In yesterday’s JCI (link above), Kim et al from Philpp Scherer’s group at UT Southwestern have published detailed descriprions of just such a model.  They created the unusual obesity model by breeding a transgenic mouse that constitutively overexpresses the hormone adiponectin onto an ob/ob mouse background.  The ob/ob mouse is a well described model of congenital leptin deficiency that results in morbid obesity and insulin-resistant diabetes.  Adiponectin is one of the hormones whose expression increases in response to PPAR gamma agonists, like the TZDs pioglitazone (Actos) and rosiglitazone (Avandia), drugs that increase fat mass, primarily subcutaneously, and that also improve insulin resistance.  As it turns out overexpressing adiponectin in leptin-deficient mice leads to diminished food intake (relative to body size) and diminished calorie expenditure (lower activity and lower body temperature) relative to leptin-deficiency alone.  It also leads to fat accumulation and even more weight gain, resulting in massively obese mice.  The balance of energy expenditure and fat accumulation without a change in fat clearance rate suggests enhanced efficiency of fat generation as an important mechanism for obesity in the mice.  Despite the weight gain and fat accumulation, the mice were protected from insulin resistance, beta cell failure and diabetes.  Furthermore, the triglyceride accumulation seen in the organs of leptin-deficient animals was absent in the transgenic animals, as was the associated inflammation (thought to be related to the lipotoxicity of intracellular fat).

JCI0731021_f3.jpg

Of interest clinically, the transgenic animals, including those bred on a WT background, also developed cardiomyopathy without fat accumulation in heart muscle.  As you’ll recall, as of August, the TZDs now have black-box warnings in their US labels regarding an increased risk of heart failure.  The animal finding suggests that adiponectin might be mechanistically related to the observed heart failure risk.  Keep in mind, though, that Kim et al also found that adiponectin feeds forward to enhance synthesis of PPAR gamma, so it’s not possible to make a TZD-adiponectin link to CHF based on these observations alone.
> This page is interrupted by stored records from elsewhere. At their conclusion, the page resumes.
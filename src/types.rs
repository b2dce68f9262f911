//! Plan, import and metadata types exchanged with the host.

use serde::{Deserialize, Serialize};
use serde_json::Value;

/// A change to a single flattened attribute path during a plan.
#[derive(Debug, Clone, PartialEq, Eq, Serialize, Deserialize)]
pub struct AttributeChange {
    /// Flattened path, e.g. `properties_kvpairs.0.properties.team`.
    pub path: String,
    /// `None` when the path is new.
    pub before: Option<Value>,
    /// `None` when the path goes away.
    pub after: Option<Value>,
}

impl AttributeChange {
    #[allow(missing_docs)]
    pub fn new(
        path: impl Into<String>,
        before: Option<Value>,
        after: Option<Value>,
    ) -> Self {
        Self {
            path: path.into(),
            before,
            after,
        }
    }

    /// `path` appears with `value`.
    pub fn added(path: impl Into<String>, value: Value) -> Self {
        Self::new(path, None, Some(value))
    }

    /// `path` disappears.
    pub fn removed(path: impl Into<String>, value: Value) -> Self {
        Self::new(path, Some(value), None)
    }

    /// `path` goes from `before` to `after`.
    pub fn modified(
        path: impl Into<String>,
        before: Value,
        after: Value,
    ) -> Self {
        Self::new(path, Some(before), Some(after))
    }
}

/// What applying a configuration would do to one resource.
#[derive(Debug, Clone, PartialEq, Serialize, Deserialize)]
pub struct PlanResult {
    /// The planned state after the operation (`Null` when destroying).
    pub planned_state: Value,
    /// Unsuppressed changes, ordered by path.
    pub changes: Vec<AttributeChange>,
    /// A force-new field changed: delete and create instead of update.
    pub requires_replace: bool,
}

impl PlanResult {
    /// Keep `state` as it is.
    pub fn no_change(state: Value) -> Self {
        Self {
            planned_state: state,
            changes: Vec::new(),
            requires_replace: false,
        }
    }

    #[allow(missing_docs)]
    pub fn with_changes(
        planned_state: Value,
        changes: Vec<AttributeChange>,
        requires_replace: bool,
    ) -> Self {
        Self {
            planned_state,
            changes,
            requires_replace,
        }
    }

    /// Whether applying this plan would touch the resource at all.
    pub fn has_changes(&self) -> bool {
        !self.changes.is_empty()
    }
}

/// A resource brought under management by import.
#[derive(Debug, Clone, PartialEq, Serialize, Deserialize)]
pub struct ImportedResource {
    /// Type name, e.g. `sharing_recipient`.
    pub resource_type: String,
    /// State as read from the remote service.
    pub state: Value,
}

impl ImportedResource {
    #[allow(missing_docs)]
    pub fn new(resource_type: impl Into<String>, state: Value) -> Self {
        Self {
            resource_type: resource_type.into(),
            state,
        }
    }
}

/// Provider metadata: the resource types it manages.
#[derive(Debug, Clone, PartialEq, Eq, Serialize, Deserialize, Default)]
pub struct ProviderMetadata {
    /// Resource type names, sorted.
    pub resources: Vec<String>,
}

#[cfg(test)]
mod tests {
    use super::*;
    use serde_json::json;

    #[test]
    fn test_attribute_change_constructors() {
        let added = AttributeChange::added("comment", json!("for partners"));
        assert!(added.before.is_none());
        assert_eq!(added.after, Some(json!("for partners")));

        let removed = AttributeChange::removed("owner", json!("alice"));
        assert_eq!(removed.before, Some(json!("alice")));
        assert!(removed.after.is_none());

        let modified = AttributeChange::modified("owner", json!("alice"), json!("bob"));
        assert_eq!(modified.before, Some(json!("alice")));
        assert_eq!(modified.after, Some(json!("bob")));
    }

    #[test]
    fn test_plan_result() {
        let no_change = PlanResult::no_change(json!({"id": "partner"}));
        assert!(!no_change.has_changes());
        assert!(!no_change.requires_replace);

        let with_changes = PlanResult::with_changes(
            json!({"id": "partner", "owner": "bob"}),
            vec![AttributeChange::modified("owner", json!("alice"), json!("bob"))],
            false,
        );
        assert!(with_changes.has_changes());
        assert_eq!(with_changes.changes.len(), 1);
    }

    #[test]
    fn test_plan_result_serialization() {
        let plan = PlanResult::with_changes(
            json!({"name": "partner"}),
            vec![AttributeChange::added("name", json!("partner"))],
            true,
        );
        let value = serde_json::to_value(&plan).unwrap();
        assert_eq!(value["requires_replace"], true);
        assert_eq!(value["changes"][0]["path"], "name");
        assert!(value["changes"][0]["before"].is_null());
    }

    #[test]
    fn test_imported_resource() {
        let imported = ImportedResource::new("sharing_recipient", json!({"id": "partner"}));
        assert_eq!(imported.resource_type, "sharing_recipient");
        assert_eq!(imported.state["id"], "partner");
    }
}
Although this model probably doesn’t offer any direct uses to drug hunters, it does offer an example of the rescue of a mouse model of obesity-related diabetes through fat accumulation.  In that regard, it serves two important purposes relevant to drug discovery.  First, it adds substantial weight to the lipotoxicity theory of type 2 diabetes, providing a basis for continued drug research in that area.  Many questions remain:  Is it possible to promote subcutaneous lipogenesis without simultaneously promoting morbid obesity?  Can these experimental findings be replicated by manipulating the downstream effectors of adiponectin action in fat; can it be done without promoting cardiomyopathy?  What exactly are the mediators of the toxic effects of triglycerides in liver, muscle and pancreas, and can they be safely interrupted?  Second it provides an animal-model benchmark for drugs intended to disrupt the obesity-diabetes link.  As it happens, the mark for prevention is set pretty high; the mice were completely protected against insulin resistance, beta cell dysfunction, and diabetes resulting from increased food intake.  Of course, the cure also further worsened their already morbid obesity, so there’s still lots of room for improvement. 

In some future post, I’ll discuss what has already been done and what might be done in the future to further test the lipotoxicity/fat deficiency model of diabetes in humans.